Nadie en el panteón yoruba escuchó las plegarias de Castro. A los dioses de Africa no les interesa la cultura griega. Las figuras que creó han necesitado siempre de su soplo y del movimiento de sus dedos de prestidigitador.
Los mitos no salen de la nada. No se fundan por un decreto del Estado. Se tejen con paciencia, imaginación y ayudas divinas.Castro no buscaba el amor, ni la belleza de una mujer, sino la lealtad y la entrega de un heredero.
Hugo Chávez, allá en el Sur, soñaba con esa herencia y fue una estatua que comenzó a levantarse sola. Golpe a golpe. Frente a los espejos sospechosos de los cuarteles y a un juego de fotografías de su Pigmalión del Caribe. Fidel Castro le dio después su forma definitiva.
El era también, como en la película Mi bella dama, un muchacho de arrabal, pero que haría que su Creador le pasara, en su momento, todos los secretos, las picardías, las argucias y las claves del poder.
Y ahí están después de una década de trabajos conjuntos. El artista isleño atribulado por los toques finales, por los remates de los costurones en la cabeza, unos puntos que le faltan en la boca, unas ideas que no le acaban de entrar y el ego que prefiere tomar el desayuno todas las mañanas en el Pico del Aguila, en Los Andes. Mientras, la efigie crece, se desborda, se le va de las manos, recorre el mundo con una tea embarrada de petróleo y una camisa roja.
El Creador, que viene de las frías escuelas de la Unión Soviética, prefiere las marchas militares y los himnos. Su obra maestra se muere por los corridos mexicanos y los boleros. Uno se quedó en el Pablo Neruda (nunca bien comprendido) de la poesía militante y el otro se hace acompañar a todas partes por escritores fieles y les arrebata de un tirón unos versos que no duda en leer ante cualquier micrófono encendido en tiempo de ametralladora.
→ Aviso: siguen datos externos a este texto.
use std::net::SocketAddr;
use std::sync::Arc;

use tracing_subscriber::{layer::SubscriberExt, util::SubscriberInitExt};

mod access_log;
mod api;
mod config;
mod services;
mod utils;

use crate::access_log::{AccessLog, ConsoleSink};
use crate::config::AppConfig;
use crate::services::traffic::TrafficGenerator;

#[tokio::main]
async fn main() -> anyhow::Result<()> {
    // Initialize tracing
    tracing_subscriber::registry()
        .with(
            tracing_subscriber::EnvFilter::try_from_default_env()
                .unwrap_or_else(|_| "access_log_harness=info,tower_http=warn".into()),
        )
        .with(tracing_subscriber::fmt::layer())
        .init();

    // Load configuration
    dotenvy::dotenv().ok();
    let config = AppConfig::load()?;

    tracing::info!("Starting access-log harness v{}", env!("CARGO_PKG_VERSION"));

    // Access lines go straight to the console, one whole line per write
    let access_log = AccessLog::new(Arc::new(ConsoleSink), &config.access_log);
    let app = api::routes::create_router(access_log);

    let addr = config.listen_addr();
    let listener = tokio::net::TcpListener::bind(addr).await?;
    tracing::info!("Server listening on {}", addr);

    // Self-traffic starts after its warm-up, by which time the listener is bound
    let traffic = if config.traffic.enabled {
        let generator = TrafficGenerator::new(&config.traffic, config.traffic_base_url())?;
        Some(generator.spawn())
    } else {
        tracing::info!("Traffic generator is disabled");
        None
    };

    axum::serve(
        listener,
        app.into_make_service_with_connect_info::<SocketAddr>(),
    )
    .with_graceful_shutdown(shutdown_signal())
    .await?;

    if let Some(handle) = traffic {
        let stats = handle.stop().await;
        tracing::info!(
            "Traffic generator issued {} requests ({} transport failures)",
            stats.issued,
            stats.failed
        );
    }

    tracing::info!("Server stopped");
    Ok(())
}

async fn shutdown_signal() {
    let ctrl_c = async {
        if let Err(e) = tokio::signal::ctrl_c().await {
            tracing::error!("Failed to listen for Ctrl-C: {}", e);
            std::future::pending::<()>().await;
        }
    };

    #[cfg(unix)]
    let terminate = async {
        match tokio::signal::unix::signal(tokio::signal::unix::SignalKind::terminate()) {
            Ok(mut signal) => {
                signal.recv().await;
            }
            Err(e) => {
                tracing::error!("Failed to listen for SIGTERM: {}", e);
                std::future::pending::<()>().await;
            }
        }
    };

    #[cfg(not(unix))]
    let terminate = std::future::pending::<()>();

    tokio::select! {
        _ = ctrl_c => {},
        _ = terminate => {},
    }

    tracing::info!("Shutdown signal received");
}
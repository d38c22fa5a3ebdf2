//! Access Log
//!
//! Per-request line formatting and the sink the access-log middleware writes to:
//! - `format`: status/latency/method styles and size labels
//! - `record`: the per-request record and its column layout
//! - `sink`: where rendered lines go

pub mod format;
pub mod record;
pub mod sink;

use std::sync::Arc;

use crate::config::AccessLogConfig;

pub use format::LatencyThresholds;
pub use record::RequestRecord;
pub use sink::{ConsoleSink, LogSink};

#[cfg(test)]
pub use sink::MemorySink;

/// Shared access-log state handed to the middleware
#[derive(Clone)]
pub struct AccessLog {
    sink: Arc<dyn LogSink>,
    thresholds: LatencyThresholds,
    favicon_cache_secs: u64,
    colored: bool,
}

impl AccessLog {
    pub fn new(sink: Arc<dyn LogSink>, config: &AccessLogConfig) -> Self {
        Self {
            sink,
            thresholds: LatencyThresholds {
                warn_ms: config.warn_latency_ms,
                slow_ms: config.slow_latency_ms,
            },
            favicon_cache_secs: config.favicon_cache_secs,
            colored: config.color.enabled(),
        }
    }

    pub fn favicon_cache_control(&self) -> String {
        format!("public, max-age={}", self.favicon_cache_secs)
    }

    pub fn emit(&self, record: &RequestRecord) {
        let line = record.render(&self.thresholds, self.colored);
        self.sink.write_line(&line);
    }
}
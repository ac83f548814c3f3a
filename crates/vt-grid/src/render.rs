// SPDX-License-Identifier: MIT
//
// Differential rendering: the minimal bytes to turn one frame into the next.
//
// `render_grid` walks the current grid in row-major order and compares
// every cell with the same position in the prior frame (what the terminal
// is showing now). Unchanged cells cost nothing: no cursor move, no SGR,
// no character. Changed cells get a cost-minimised cursor move, a minimal
// SGR delta, and the character.
//
// Blank handling: for the comparison only, an empty ('\0') cell counts as
// a space with no attribute, so the two spellings of "blank" never cause
// a rewrite. Empty cells are never written themselves; a cell going from
// content to empty must be painted over with a real space by the caller.
//
// Without a usable prior (empty, or a different size) the screen is
// erased first and every non-empty cell is written.

use crate::ansi;
use crate::attr::Attr;
use crate::bitmap::Bitmap;
use crate::cursor::CursorState;
use crate::error::RenderError;
use crate::grid::{GridRef, Point};
use crate::output::OutputBuffer;
use crate::style::Style;

/// Normalise a cell for comparison.
#[inline]
const fn blank_as_space(rune: char, attr: Attr) -> (char, Attr) {
    if rune == '\0' { (' ', Attr::NONE) } else { (rune, attr) }
}

/// Render `grid` into `out` as an update over `prior`.
///
/// `cur` is the terminal state before the update; the state after it is
/// returned along with the number of bytes written. Pass
/// [`GridRef::empty`] as `prior` to force a full repaint.
///
/// # Errors
///
/// Only whole-screen grids can be rendered: the grid must start at (1, 1)
/// and its rows must be contiguous (`stride == width`). Anything else is a
/// [`RenderError`] and nothing is written.
///
/// ```
/// use vt_grid::attr::Attr;
/// use vt_grid::cursor::CursorState;
/// use vt_grid::grid::{Grid, GridRef, Point};
/// use vt_grid::output::OutputBuffer;
/// use vt_grid::render::render_grid;
///
/// let mut grid = Grid::new(3, 1);
/// grid.set(Point::new(1, 1), 'A', Attr::NONE);
/// grid.set(Point::new(3, 1), 'B', Attr::NONE);
///
/// let mut out = OutputBuffer::new();
/// let (n, _) = render_grid(&mut out, CursorState::default(), grid.view(), GridRef::empty()).unwrap();
/// assert_eq!(out.as_bytes(), b"\x1b[2J\x1b[HA\x1b[CB");
/// assert_eq!(n, out.len());
/// ```
pub fn render_grid(
    out: &mut OutputBuffer,
    mut cur: CursorState,
    grid: GridRef<'_>,
    prior: GridRef<'_>,
) -> Result<(usize, CursorState), RenderError> {
    let rect = grid.rect();
    if grid.stride() != usize::from(rect.width) {
        return Err(RenderError::SubGrid {
            stride: grid.stride(),
            width: rect.width,
        });
    }
    if rect.origin() != Point::new(1, 1) {
        return Err(RenderError::SubScreen { origin: rect.origin() });
    }
    if grid.is_empty() {
        return Ok((0, cur));
    }

    let start = out.len();

    let mut diffing = !prior.is_empty() && prior.rect() == rect;
    if !diffing {
        log::trace!("full repaint of {}x{} grid", rect.width, rect.height);
        ansi::clear_screen(out).ok();
    }

    let cells = grid.runes().iter().zip(grid.attrs());
    for (pt, (&rune, &attr)) in rect.points().zip(cells) {
        if diffing {
            match prior.get(pt) {
                Some((pr, pa)) if blank_as_space(rune, attr) == blank_as_space(pr, pa) => continue,
                Some(_) => {}
                None => diffing = false,
            }
        }

        if rune == '\0' {
            continue;
        }

        cur.move_to(out, pt);
        cur.merge_attr(out, attr);
        out.write_char(rune);
        cur.advance(rune);
        cur.forget_outside(rect);
    }

    Ok((out.len() - start, cur))
}

/// Render `bitmap` as rows of Braille glyphs at the cursor.
///
/// Every glyph goes through `style` over an empty prior; an empty result is
/// written as a space. In `raw` mode rows are joined with a cursor move
/// back to the starting column and down one row, for drawing inside a
/// full-screen frame; otherwise every row ends with a newline. Any
/// attribute set along the way is reset at the end. Returns the number of
/// bytes written.
///
/// Raw mode steps back by the full row width, so it expects each row to
/// leave the cursor that many columns right of where the row began. A row
/// that ends on the terminal's last column leaves a pending wrap instead,
/// and the following rows land one column off; keep raw bitmaps clear of
/// the right margin.
pub fn render_bitmap(out: &mut OutputBuffer, bitmap: &Bitmap, raw: bool, style: &Style) -> usize {
    let start = out.len();
    let (cols, rows) = bitmap.cell_size();
    let mut cur = CursorState::default();

    for cy in 0..i32::from(rows) {
        if raw && cy > 0 {
            ansi::cursor_back(out, u32::from(cols)).ok();
            ansi::cursor_down(out, 1).ok();
        }
        for cx in 0..i32::from(cols) {
            let at = Point::new(cx, cy);
            let (rune, attr) = style.apply(at, ('\0', Attr::NONE), (bitmap.glyph(at), Attr::NONE));
            cur.merge_attr(out, attr);
            out.write_char(if rune == '\0' { ' ' } else { rune });
        }
        if !raw {
            ansi::newline(out).ok();
        }
    }

    if !cur.attr.is_empty() {
        ansi::reset(out).ok();
    }
    out.len() - start
}

// ─── Tests ───────────────────────────────────────────────────────────────────

#[cfg(test)]
mod tests {
    use super::*;
    use crate::attr::{Color, Flags};
    use crate::bitmap::EMPTY_BRAILLE;
    use crate::grid::{Grid, Rect};
    use pretty_assertions::assert_eq;

    fn text_grid(width: u16, rows: &[&str]) -> Grid {
        let height = u16::try_from(rows.len()).unwrap();
        let mut g = Grid::new(width, height);
        for (y, row) in (1..).zip(rows) {
            g.set_text(Point::new(1, y), row, Attr::NONE);
        }
        g
    }

    fn render(grid: &Grid, prior: GridRef<'_>, cur: CursorState) -> (String, CursorState) {
        let mut out = OutputBuffer::new();
        let (n, cur) = render_grid(&mut out, cur, grid.view(), prior).unwrap();
        assert_eq!(n, out.len());
        (String::from_utf8(out.as_bytes().to_vec()).unwrap(), cur)
    }

    // ── Shape ───────────────────────────────────────────────────────────

    #[test]
    fn sub_grid_is_rejected() {
        let g = Grid::new(4, 3);
        let mut out = OutputBuffer::new();
        let err = render_grid(
            &mut out,
            CursorState::default(),
            g.sub(Rect::new(1, 1, 2, 2)),
            GridRef::empty(),
        )
        .unwrap_err();
        assert_eq!(err, RenderError::SubGrid { stride: 4, width: 2 });
        assert!(out.is_empty());
    }

    #[test]
    fn sub_screen_is_rejected() {
        let g = Grid::with_rect(Rect::new(2, 1, 3, 1));
        let mut out = OutputBuffer::new();
        let err = render_grid(&mut out, CursorState::default(), g.view(), GridRef::empty()).unwrap_err();
        assert_eq!(err, RenderError::SubScreen { origin: Point::new(2, 1) });
        assert!(out.is_empty());
    }

    #[test]
    fn empty_grid_writes_nothing() {
        let g = Grid::default();
        let cur = CursorState::at(Point::new(5, 5));
        assert_eq!(render(&g, GridRef::empty(), cur), (String::new(), cur));
    }

    // ── Full repaint ────────────────────────────────────────────────────

    #[test]
    fn skips_empty_cells() {
        let mut g = Grid::new(3, 1);
        g.set(Point::new(1, 1), 'A', Attr::NONE);
        g.set(Point::new(3, 1), 'B', Attr::NONE);

        let (s, cur) = render(&g, GridRef::empty(), CursorState::default());
        assert_eq!(s, "\x1b[2J\x1b[HA\x1b[CB");
        // Past the last column the position is no longer trusted.
        assert_eq!(cur.pos, None);
    }

    #[test]
    fn empty_prior_repaints_every_rune() {
        let g = text_grid(2, &["ab", "cd"]);
        let (s, _) = render(&g, GridRef::empty(), CursorState::default());
        assert_eq!(s, "\x1b[2J\x1b[Hab\x1b[2Hcd");
    }

    #[test]
    fn resized_prior_forces_repaint() {
        let g = text_grid(2, &["ab"]);
        let prior = text_grid(3, &["ab"]);
        let (s, _) = render(&g, prior.view(), CursorState::default());
        assert!(s.starts_with("\x1b[2J"));
        assert!(s.ends_with("ab"));
    }

    #[test]
    fn attributes_are_emitted_and_tracked() {
        let bold = Attr::from(Flags::BOLD);
        let mut g = Grid::new(2, 1);
        g.set(Point::new(1, 1), 'X', bold);
        g.set(Point::new(2, 1), 'y', Attr::NONE.with_fg(Color::Ansi256(2)));

        let (s, cur) = render(&g, GridRef::empty(), CursorState::default());
        assert_eq!(s, "\x1b[2J\x1b[H\x1b[1mX\x1b[0;32my");
        assert_eq!(cur.attr, Attr::NONE.with_fg(Color::Ansi256(2)));
    }

    #[test]
    fn wide_char_continuation_is_not_written() {
        let g = text_grid(4, &["中x"]);
        let (s, _) = render(&g, GridRef::empty(), CursorState::default());
        assert_eq!(s, "\x1b[2J\x1b[H中x");
    }

    // ── Diffing ─────────────────────────────────────────────────────────

    #[test]
    fn identical_frame_writes_nothing() {
        let g = text_grid(3, &["abc", "def"]);
        let (_, cur) = render(&g, GridRef::empty(), CursorState::default());
        let (s, again) = render(&g, g.view(), cur);
        assert_eq!(s, "");
        assert_eq!(again, cur);
    }

    #[test]
    fn only_changed_cells_are_written() {
        let prior = text_grid(3, &["abc", "def"]);
        let g = text_grid(3, &["abc", "dXf"]);
        let (s, cur) = render(&g, prior.view(), CursorState::default());
        assert_eq!(s, "\x1b[2;2HX");
        assert_eq!(cur.pos, Some(Point::new(3, 2)));
    }

    #[test]
    fn nearby_change_moves_relatively() {
        let prior = text_grid(5, &["abcde"]);
        let g = text_grid(5, &["Abcdx"]);
        let (s, _) = render(&g, prior.view(), CursorState::default());
        assert_eq!(s, "\x1b[HA\x1b[3Cx");
    }

    #[test]
    fn blank_spellings_compare_equal() {
        let spaces = text_grid(2, &["  "]);
        let empty = Grid::new(2, 1);
        assert_eq!(render(&empty, spaces.view(), CursorState::default()).0, "");
        assert_eq!(render(&spaces, empty.view(), CursorState::default()).0, "");
    }

    #[test]
    fn empty_cell_over_content_is_not_written() {
        let prior = text_grid(2, &["ab"]);
        let mut g = text_grid(2, &["ab"]);
        g.set(Point::new(2, 1), '\0', Attr::NONE);
        assert_eq!(render(&g, prior.view(), CursorState::default()).0, "");
    }

    #[test]
    fn attribute_change_alone_rewrites_cell() {
        let prior = text_grid(1, &["a"]);
        let mut g = text_grid(1, &["a"]);
        g.set(Point::new(1, 1), 'a', Attr::from(Flags::ITALIC));
        let (s, _) = render(&g, prior.view(), CursorState::default());
        assert_eq!(s, "\x1b[H\x1b[3ma");
    }

    // ── Bitmaps ─────────────────────────────────────────────────────────

    fn bitmap_string(bm: &Bitmap, raw: bool, style: &Style) -> String {
        let mut out = OutputBuffer::new();
        let n = render_bitmap(&mut out, bm, raw, style);
        assert_eq!(n, out.len());
        String::from_utf8(out.as_bytes().to_vec()).unwrap()
    }

    #[test]
    fn elided_bitmap_is_one_glyph_among_spaces() {
        let mut bm = Bitmap::new(4, 8);
        bm.set(Point::new(0, 0), true);
        let s = bitmap_string(&bm, false, &Style::Elide(EMPTY_BRAILLE));
        assert_eq!(s, "\u{2801} \n  \n");
    }

    #[test]
    fn raw_bitmap_repositions_between_rows() {
        let mut bm = Bitmap::new(4, 8);
        bm.set(Point::new(3, 7), true);
        let s = bitmap_string(&bm, true, &Style::Nop);
        assert_eq!(s, "\u{2800}\u{2800}\x1b[2D\x1b[B\u{2800}\u{2880}");
    }

    #[test]
    fn raw_rows_step_back_by_full_width() {
        let bm = Bitmap::new(6, 12);
        let row = "\u{2800}".repeat(3);
        let s = bitmap_string(&bm, true, &Style::Nop);
        assert_eq!(s, format!("{row}\x1b[3D\x1b[B{row}\x1b[3D\x1b[B{row}"));
    }

    #[test]
    fn styled_bitmap_resets_at_end() {
        let bm = Bitmap::parse('#', &["#"]);
        let red = Attr::NONE.with_fg(Color::Ansi256(1));
        let s = bitmap_string(&bm, true, &Style::ForceAttr(red));
        assert_eq!(s, "\x1b[31m\u{2801}\x1b[0m");
    }
}
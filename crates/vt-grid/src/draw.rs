// SPDX-License-Identifier: MIT
//
// Drawing: compositing grids and bitmaps into a destination grid.
//
// Drawing is transparent by default: a '\0' rune or an unset colour in
// the source leaves the destination's value in place. `DrawFlags` makes a
// channel opaque, so that source zeros overwrite. Fully opaque channels
// are copied a whole row slice at a time.

use bitflags::bitflags;

use crate::attr::Attr;
use crate::bitmap::Bitmap;
use crate::grid::{GridMut, GridRef, Point};
use crate::style::Style;

bitflags! {
    /// Per-channel opacity for [`draw_grid`].
    #[derive(Debug, Clone, Copy, PartialEq, Eq, Hash, Default)]
    pub struct DrawFlags: u8 {
        /// Zero runes in the source overwrite destination runes.
        const ZERO_RUNES = 1 << 0;
        /// Zero foreground (flags + colour) overwrites the destination's.
        const ZERO_FG    = 1 << 1;
        /// Zero background colour overwrites the destination's.
        const ZERO_BG    = 1 << 2;
    }
}

/// Copy `src` onto `dst`.
///
/// The two views are aligned at their top-left corners and the copy covers
/// their common extent. See [`DrawFlags`] for transparency.
///
/// ```
/// use vt_grid::attr::Attr;
/// use vt_grid::draw::{draw_grid, DrawFlags};
/// use vt_grid::grid::{Grid, Point, Rect};
///
/// let mut dst = Grid::new(3, 1);
/// dst.set_text(Point::new(1, 1), "abc", Attr::NONE);
/// let mut src = Grid::new(3, 1);
/// src.set(Point::new(2, 1), 'X', Attr::NONE);
///
/// draw_grid(&mut dst.view_mut(), &src.view(), DrawFlags::empty());
/// assert_eq!(dst.runes(), &['a', 'X', 'c']);
/// ```
pub fn draw_grid(dst: &mut GridMut<'_>, src: &GridRef<'_>, flags: DrawFlags) {
    let (dr, sr) = (dst.rect(), src.rect());
    let width = usize::from(dr.width.min(sr.width));
    let height = i32::from(dr.height.min(sr.height));

    let opaque_runes = flags.contains(DrawFlags::ZERO_RUNES);
    let opaque_fg = flags.contains(DrawFlags::ZERO_FG);
    let opaque_bg = flags.contains(DrawFlags::ZERO_BG);

    for dy in 0..height {
        let Some((src_runes, src_attrs)) = src.row(sr.y + dy) else {
            break;
        };
        let Some((dst_runes, dst_attrs)) = dst.row_mut(dr.y + dy) else {
            break;
        };
        let (src_runes, dst_runes) = (&src_runes[..width], &mut dst_runes[..width]);
        let (src_attrs, dst_attrs) = (&src_attrs[..width], &mut dst_attrs[..width]);

        if opaque_runes {
            dst_runes.copy_from_slice(src_runes);
        } else {
            for (d, &s) in dst_runes.iter_mut().zip(src_runes) {
                if s != '\0' {
                    *d = s;
                }
            }
        }

        if opaque_fg && opaque_bg {
            dst_attrs.copy_from_slice(src_attrs);
        } else {
            for (d, &s) in dst_attrs.iter_mut().zip(src_attrs) {
                *d = d.merge(s, opaque_fg, opaque_bg);
            }
        }
    }
}

/// Draw `bitmap` into `dst` as Braille glyphs, one cell per 2×4 block,
/// starting at the view's top-left corner.
///
/// Each glyph goes through `style` with the destination cell as prior. A
/// `'\0'` result leaves the cell untouched, so `Style::Elide(EMPTY_BRAILLE)`
/// keeps empty blocks transparent. A non-zero result attribute replaces
/// the destination's.
pub fn draw_bitmap(dst: &mut GridMut<'_>, bitmap: &Bitmap, style: &Style) {
    let rect = dst.rect();
    let (cols, rows) = bitmap.cell_size();
    let cols = i32::from(cols.min(rect.width));
    let rows = i32::from(rows.min(rect.height));

    for cy in 0..rows {
        for cx in 0..cols {
            let at = Point::new(rect.x + cx, rect.y + cy);
            let Some(prior) = dst.get(at) else {
                continue;
            };
            let glyph = bitmap.glyph(Point::new(cx, cy));
            let (rune, attr) = style.apply(at, prior, (glyph, prior.1));
            if rune == '\0' {
                continue;
            }
            dst.set(at, rune, if attr.is_empty() { prior.1 } else { attr });
        }
    }
}

// ─── Tests ───────────────────────────────────────────────────────────────────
Ahí están. El engendro convertido en el padre de su padre. En su maestro de ceremonias, en su portavoz oficial, en su médico de cabecera, en el muchacho torpe que dice en público los secretos de familia, en el pariente invitado que ha llegado a la casa con los billetes que sobresalen de los bolsillos y decide cambiar los muebles, ordenar que derriben la vieja mata de mango que está en el patio, comprarle un reloj de oro a la prima y unos retazos de tela barata para los pantalones de los niños.
Sí, el maestro y el discípulo en un permanente intercambio de papeles, con diálogos continentales por teléfonos, cartas cruzadas y discursos muertos a dos voces por emisoras de radio y cadenas de televisión que pagan los que ni los quieren oír.
Fidel Castro con todos los temores paternales. Con miedo por los excesos y el descontrol de su creación. El viejo incendiario espantado porque la estatua de carne y hueso no sale de una pendencia para entrar en otra. «Hay que seguir luchando», le escribe, «y corriendo riesgos, pero no jugar todos los días a la ruleta rusa».
No lo quiere perder y, a veces, simplemente no lo quiere. El anciano tiene necesidad de permanecer y para ello le hace falta sosiego, estabilidad, un poco más de tiempo para el betún trascendental que hay que darle a la figura que debe seguir el camino al galope hacia la eternidad, aunque sea con jinete de relevo.
Ahí están juntos y revueltos, pero en ocasos diferentes.